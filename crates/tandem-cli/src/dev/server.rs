//! Development server with live reload via Server-Sent Events.
//!
//! Serves the output directory, the published manifest, and an SSE endpoint
//! for push-based reload notifications. Pure view layer: it never triggers
//! builds itself, it only reflects what the scheduler has published.

use crate::dev::SharedState;
use crate::error::{CliError, Result};
use axum::{
    body::Body,
    extract::State,
    http::{header, StatusCode, Uri},
    response::{IntoResponse, Response, Sse},
    routing::get,
    Router,
};
use std::net::SocketAddr;
use std::path::Component;
use tokio_stream::{wrappers::ReceiverStream, StreamExt};
use tower_http::compression::CompressionLayer;
use tower_http::cors::{Any, CorsLayer};

/// Development server.
pub struct DevServer {
    /// Bound socket address
    addr: SocketAddr,
    /// Shared application state
    state: SharedState,
}

impl DevServer {
    /// Create a development server on `port`, or the next free port above it.
    ///
    /// # Errors
    ///
    /// Returns an error if no port in `port..=port + 10` can be bound.
    pub fn new(port: u16, state: SharedState) -> Result<Self> {
        let addr = Self::find_available_port(port)?;
        Ok(Self { addr, state })
    }

    /// The URL clients should open.
    pub fn url(&self) -> String {
        format!("http://{}", self.addr)
    }

    /// Start serving. Runs until the task is dropped or the listener fails.
    pub async fn start(self) -> Result<()> {
        let addr = self.addr;
        let app = self.build_router();

        let listener = tokio::net::TcpListener::bind(addr)
            .await
            .map_err(|e| CliError::Server(format!("Failed to bind to {}: {}", addr, e)))?;

        axum::serve(listener, app)
            .await
            .map_err(|e| CliError::Server(format!("Server error: {}", e)))?;

        Ok(())
    }

    /// Build the axum router with all routes.
    fn build_router(self) -> Router {
        Router::new()
            // SSE endpoint for reload events
            .route("/__tandem_events__", get(handle_sse))
            // Reload client script
            .route("/__tandem_reload__.js", get(handle_reload_script))
            // The published manifest, always the latest snapshot
            .route("/manifest.json", get(handle_manifest))
            // Favicon handler to prevent 404s
            .route("/favicon.ico", get(handle_favicon))
            // All other routes serve the output directory
            .fallback(handle_request)
            .layer(CompressionLayer::new())
            .layer(
                // CORS: allow all origins for dev
                CorsLayer::new()
                    .allow_origin(Any)
                    .allow_methods(Any)
                    .allow_headers(Any),
            )
            .with_state(self.state)
    }

    /// Try the requested port, then the next 10 above it.
    fn find_available_port(requested_port: u16) -> Result<SocketAddr> {
        use std::net::TcpListener;

        let addr = SocketAddr::from(([127, 0, 0, 1], requested_port));
        if TcpListener::bind(addr).is_ok() {
            return Ok(addr);
        }

        for offset in 1..=10 {
            let port = requested_port.saturating_add(offset);
            let addr = SocketAddr::from(([127, 0, 0, 1], port));
            if TcpListener::bind(addr).is_ok() {
                crate::ui::warning(&format!(
                    "Port {} is busy, using port {} instead",
                    requested_port, port
                ));
                return Ok(addr);
            }
        }

        Err(CliError::Server(format!(
            "No available port found in range {}..={}",
            requested_port,
            requested_port.saturating_add(10)
        )))
    }
}

/// Handle SSE connections for reload events.
async fn handle_sse(
    State(state): State<SharedState>,
) -> Sse<
    impl tokio_stream::Stream<Item = Result<axum::response::sse::Event, std::convert::Infallible>>,
> {
    use axum::response::sse::Event;

    let (id, rx) = state.register_client();
    tracing::debug!(client = id, "SSE client connected");

    state
        .broadcast(&crate::dev::DevEvent::ClientConnected { id })
        .await;

    let stream = ReceiverStream::new(rx).map(|data| Ok(Event::default().data(data)));

    Sse::new(stream).keep_alive(
        axum::response::sse::KeepAlive::new()
            .interval(std::time::Duration::from_secs(15))
            .text("ping"),
    )
}

/// Serve the reload client script.
async fn handle_reload_script() -> impl IntoResponse {
    const RELOAD_SCRIPT: &str = include_str!("../../assets/dev/reload-client.js");

    Response::builder()
        .status(StatusCode::OK)
        .header(header::CONTENT_TYPE, "application/javascript")
        .header(header::CACHE_CONTROL, "no-cache")
        .body(Body::from(RELOAD_SCRIPT))
        .unwrap()
}

/// Serve the current manifest snapshot.
async fn handle_manifest(State(state): State<SharedState>) -> Response {
    match state.manifest_json() {
        Ok(json) => Response::builder()
            .status(StatusCode::OK)
            .header(header::CONTENT_TYPE, "application/json")
            .header(header::CACHE_CONTROL, "no-cache")
            .body(Body::from(json))
            .unwrap(),
        Err(e) => Response::builder()
            .status(StatusCode::INTERNAL_SERVER_ERROR)
            .header(header::CONTENT_TYPE, "text/plain")
            .body(Body::from(e.to_string()))
            .unwrap(),
    }
}

/// Handle favicon requests with 204 No Content.
async fn handle_favicon() -> impl IntoResponse {
    StatusCode::NO_CONTENT
}

/// Serve files from the output directory, with reload injection for HTML
/// and an error page while the last build is broken.
async fn handle_request(State(state): State<SharedState>, uri: Uri) -> Response {
    let path = uri.path();

    // A broken build shows the error, not a stale page
    if let Some(error) = state.get_status().error() {
        return Response::builder()
            .status(StatusCode::OK)
            .header(header::CONTENT_TYPE, "text/html; charset=utf-8")
            .header(header::CACHE_CONTROL, "no-cache")
            .body(Body::from(error_page(error)))
            .unwrap();
    }

    let rel = std::path::Path::new(path.trim_start_matches('/'));
    // `..` segments must never escape the output directory
    if rel.components().any(|c| matches!(c, Component::ParentDir)) {
        return not_found(path);
    }
    let file_path = if rel.as_os_str().is_empty() {
        state.out_dir().join("static").join("index.html")
    } else {
        state.out_dir().join(rel)
    };

    if file_path.is_file() {
        match tokio::fs::read(&file_path).await {
            Ok(content) => {
                let content_type = determine_content_type(&file_path.to_string_lossy());
                let body = if content_type.starts_with("text/html") {
                    inject_reload_script(&content)
                } else {
                    content
                };
                return Response::builder()
                    .status(StatusCode::OK)
                    .header(header::CONTENT_TYPE, content_type)
                    .header(header::CACHE_CONTROL, "no-cache")
                    .body(Body::from(body))
                    .unwrap();
            }
            Err(e) => {
                crate::ui::warning(&format!(
                    "Failed to read file {}: {}",
                    file_path.display(),
                    e
                ));
            }
        }
    }

    not_found(path)
}

fn not_found(path: &str) -> Response {
    Response::builder()
        .status(StatusCode::NOT_FOUND)
        .header(header::CONTENT_TYPE, "text/plain")
        .body(Body::from(format!("File not found: {}", path)))
        .unwrap()
}

/// Add the reload client script before the closing </body> tag, or append
/// it when there is none.
fn inject_reload_script(content: &[u8]) -> Vec<u8> {
    let html = String::from_utf8_lossy(content);
    let script_tag = r#"<script src="/__tandem_reload__.js"></script>"#;

    if let Some(pos) = html.rfind("</body>") {
        let mut result = String::with_capacity(html.len() + script_tag.len() + 10);
        result.push_str(&html[..pos]);
        result.push_str("\n  ");
        result.push_str(script_tag);
        result.push('\n');
        result.push_str(&html[pos..]);
        return result.into_bytes();
    }

    let mut result = html.to_string();
    result.push('\n');
    result.push_str(script_tag);
    result.into_bytes()
}

/// Minimal error page shown while the last rebuild is failing. Keeps the
/// reload client attached so a fixing save refreshes automatically.
fn error_page(error: &str) -> String {
    let escaped = error
        .replace('&', "&amp;")
        .replace('<', "&lt;")
        .replace('>', "&gt;");
    format!(
        "<!DOCTYPE html>\n<html>\n<head><title>Build failed</title>\n\
         <style>body{{background:#1e1e1e;color:#ddd;font-family:monospace;padding:2rem}}\
         h1{{color:#ff5f56}}pre{{white-space:pre-wrap;background:#2a2a2a;padding:1rem;\
         border-radius:4px}}</style></head>\n\
         <body><h1>Build failed</h1><pre>{}</pre>\n\
         <script src=\"/__tandem_reload__.js\"></script>\n</body>\n</html>\n",
        escaped
    )
}

/// Determine content type from file extension.
fn determine_content_type(path: &str) -> &'static str {
    let extension = std::path::Path::new(path)
        .extension()
        .and_then(|ext| ext.to_str())
        .unwrap_or("");

    match extension {
        "wasm" => "application/wasm",
        "js" | "mjs" => "application/javascript",
        "json" => "application/json",
        "map" => "application/json",
        "html" => "text/html; charset=utf-8",
        "css" => "text/css",
        "png" => "image/png",
        "jpg" | "jpeg" => "image/jpeg",
        "svg" => "image/svg+xml",
        "woff" => "font/woff",
        "woff2" => "font/woff2",
        "ttf" => "font/ttf",
        _ => "application/octet-stream",
    }
}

============================================================

[Work item] Across all the records above, find each line with "cache" in it and copy it.

[Exercise output]
        .header(header::CACHE_CONTROL, "no-cache")
            .header(header::CACHE_CONTROL, "no-cache")
            .header(header::CACHE_CONTROL, "no-cache")
                    .header(header::CACHE_CONTROL, "no-cache")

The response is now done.